SOLAR VENERO, E.C.; TRIBELLI, P.M.; LÓPEZ, N.I.

Congreso; X congreso Argentino de Microbiología General (SAMIGE); 2014

Cold environments constitute stressing habitats that limit bacterial survival and colonization of new ecological niches due to the effect of unfavorable conditions. Exposure to cold conditions provokes changes in solubility, reaction kinetics, membrane fluidity, degradation, stability and conformation of proteins and gene expression so bacteria that live in such conditions must have some physiological adaptations. Pseudomonas extremaustralis is an Antarctic bacterium capable ofgrowing at low temperatures with high stress resistance in association with the accumulation of large amounts of polyhydroxybutyrate (PHB). Screening of a mini Tn5 library allowed the detection/identification of a clone carrying a mutation in pqqB gene that was unable to grow under cold conditions. Pyrroloquinoline quinone (PQQ) is as cofactor of several enzymes and the proteins involved in its biosynthesis are encoded in the pqqABCDE cluster. The pqqB mutant strain was unable to grow and survive when exposed to low temperatures and freezing conditions, but presented a high growth rate at 28°C in comparison with the wild type strain. In addition, a significant increase in oxygen consumption was observed in the pqqB strain. The expression of pqqB gene in the wild type strain did not show significant differences between 28°C and 10°C. PQQ has been also proposed as a reactive oxygen species (ROS) scavenger. As an increase of ROS has been reported at cold conditions, experiments were conducted in order to assess if the cold sensitive phenotype of the pqqB strain was related to oxidative stress. Sensitivity to H2O2 was measured by a disk inhibition assay for the wild type and the pqqB strain grown at 28°C. The resistance to H2O2 was similar in both strains.
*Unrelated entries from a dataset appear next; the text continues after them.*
//! Configuration management for the testinfo validator.
//!
//! Handles:
//! - Command-line argument parsing
//! - Schema directory resolution

use anyhow::Result;
use clap::Parser;
use std::path::PathBuf;

use crate::family::DocumentFamily;

/// Command-line arguments for the validator
#[derive(Debug, Parser)]
#[command(name = "testinfo-validator")]
#[command(about = "Validate a test-suite definition before running the harness")]
#[command(version)]
pub struct Args {
    /// Document family (selects validator table and schema)
    #[arg(short = 't', long = "type", value_enum, default_value_t = DocumentFamily::Krsu)]
    pub family: DocumentFamily,

    /// Main XML file
    #[arg(short, long, default_value = "testinfo.xml")]
    pub file: PathBuf,

    /// Directory searched first for the family schema
    #[arg(long, help = "Directory containing schema (.xsd) files")]
    pub schema_dir: Option<PathBuf>,

    /// Log level for stderr logging
    #[arg(
        long,
        default_value = "warn",
        help = "Log level (trace, debug, info, warn, error)"
    )]
    pub log_level: String,
}

/// Combined configuration from all sources
#[derive(Debug, Clone)]
pub struct Config {
    pub family: DocumentFamily,
    /// Document to validate
    pub file: PathBuf,
    /// Schema search path, highest priority first
    pub schema_dirs: Vec<PathBuf>,
    /// Base directory for relative paths inside the document
    pub base_dir: PathBuf,
    pub log_level: String,
}

impl Config {
    /// Create configuration from command-line arguments
    pub fn from_args_and_env() -> Result<Self> {
        Self::from_args(Args::parse())
    }

    /// Create configuration from explicit arguments (useful for testing)
    pub fn from_args(args: Args) -> Result<Self> {
        let mut schema_dirs = Vec::new();

        // User-specified directory wins
        if let Some(custom_dir) = args.schema_dir {
            schema_dirs.push(custom_dir);
        }

        // Working directory, where the schema traditionally sits
        schema_dirs.push(std::env::current_dir()?);

        // User config directory
        if let Some(config_dir) = dirs::config_dir() {
            schema_dirs.push(config_dir.join("testinfo-validator").join("schemas"));
        }

        Ok(Config {
            family: args.family,
            file: args.file,
            schema_dirs,
            base_dir: PathBuf::from("."),
            log_level: args.log_level,
        })
    }
}
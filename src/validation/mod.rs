//! Validation Engine
//!
//! Tree walking and per-node validators, separated from loading and schema
//! concerns.

pub mod engine;
pub mod validators;

pub use engine::{walk, Diagnostic, Severity, ValidationContext, ValidationResult};
pub use validators::NodeValidator;
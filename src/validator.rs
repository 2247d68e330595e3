//! Validation pipeline: read, parse, schema check, tree walk.

use std::path::{Path, PathBuf};

use anyhow::{Context, Result};

use crate::document::{self, Element};
use crate::error::LoadError;
use crate::family::{DocumentFamily, Family, ValidatorRegistry};
use crate::schema::{self, Schema};
use crate::validation::{self, ValidationContext, ValidationResult};

/// A family's validators together with its compiled schema
#[derive(Debug)]
pub struct Validator {
    family: Family,
    schema: Schema,
}

impl Validator {
    /// Load the family table and locate and compile its schema
    pub fn new(family: DocumentFamily, schema_dirs: &[PathBuf]) -> Result<Self> {
        let family = family.load()?;
        let path = schema::locate_schema(&family.schema, schema_dirs)?;
        let schema = Schema::from_file(&path)?;
        Ok(Self::with_schema(family, schema))
    }

    pub fn with_schema(family: Family, schema: Schema) -> Self {
        Self { family, schema }
    }

    pub fn family(&self) -> &Family {
        &self.family
    }

    pub fn registry(&self) -> &ValidatorRegistry {
        &self.family.registry
    }

    /// Validate the document at `path`
    pub fn validate_file(
        &mut self,
        path: &Path,
        ctx: &ValidationContext,
    ) -> Result<ValidationResult> {
        let text = document::read_document(path)?;
        self.validate_str(&text, ctx)
            .with_context(|| format!("Failed to validate {}", path.display()))
    }

    /// Validate document text.
    ///
    /// Schema violations are reported as findings ahead of the per-node
    /// diagnostics; only a malformed document is an error.
    pub fn validate_str(
        &mut self,
        text: &str,
        ctx: &ValidationContext,
    ) -> Result<ValidationResult, LoadError> {
        let doc = document::parse_document(text)?;
        let mut result = ValidationResult::new();

        let report = self.schema.validate(text);
        if !report.is_valid() {
            log::warn!(
                "document does not conform to the '{}' schema ({} violations)",
                self.family.name,
                report.violations.len()
            );
        }
        for violation in &report.violations {
            result.add_warning(&violation.tag, format!("--- schema: {}", violation));
        }

        let root = Element::from_node(doc.root_element());
        log::info!("validating {} elements", root.count());
        result.extend(validation::walk(&root, self.registry(), ctx));

        Ok(result)
    }
}

#[cfg(test)]
mod tests {
    use super::*;

    const SCHEMA: &str = r#"<xs:schema xmlns:xs="http://www.w3.org/2001/XMLSchema">
  <xs:element name="testinfo">
    <xs:complexType>
      <xs:sequence>
        <xs:element name="timelimit" type="xs:string"/>
      </xs:sequence>
    </xs:complexType>
  </xs:element>
</xs:schema>"#;

    fn validator() -> Validator {
        let family = DocumentFamily::Krsu.load().unwrap();
        Validator::with_schema(family, Schema::parse(SCHEMA).unwrap())
    }

    #[test]
    fn test_schema_findings_come_first() {
        let mut v = validator();
        let result = v
            .validate_str(
                "<testinfo><timelimit>1</timelimit><memorylimit>x</memorylimit></testinfo>",
                &ValidationContext::default(),
            )
            .unwrap();

        let warnings: Vec<_> = result.warnings().collect();
        assert_eq!(warnings.len(), 2);
        assert_eq!(warnings[0].tag, "memorylimit");
        assert!(warnings[0].message.starts_with("--- schema: 1: Element 'memorylimit'"));
        assert_eq!(warnings[1].message, "--- (memorylimit) <'x'> not integer");
    }

    #[test]
    fn test_malformed_document_is_fatal() {
        let err = validator()
            .validate_str("<testinfo>", &ValidationContext::default())
            .unwrap_err();
        assert!(matches!(err, LoadError::Parse(_)));
    }

    #[test]
    fn test_missing_schema_is_fatal() {
        let dir = tempfile::tempdir().unwrap();
        let err = Validator::new(DocumentFamily::Krsu, &[dir.path().to_path_buf()]).unwrap_err();
        assert!(matches!(
            err.downcast_ref::<LoadError>(),
            Some(LoadError::SchemaMissing { .. })
        ));
    }
}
Moreover, we tested growth at 10°C for both strains under microaerobic conditions and in the presence of antioxidant compounds. None of the tested conditions suppressed the cold sensitive phenotype, as the mutant was unable to grow in the presence of the antioxidant compounds or low oxygen tension at 10°C. Our results demonstrate that pqqB gene is essential for growth and survival under low temperatures, and that this phenotype does not seem to be associated with an increase of oxidative stress. However, the molecular mechanism involved in this novel pqq phenotype associated with cold sensitivity remains to be elucidated.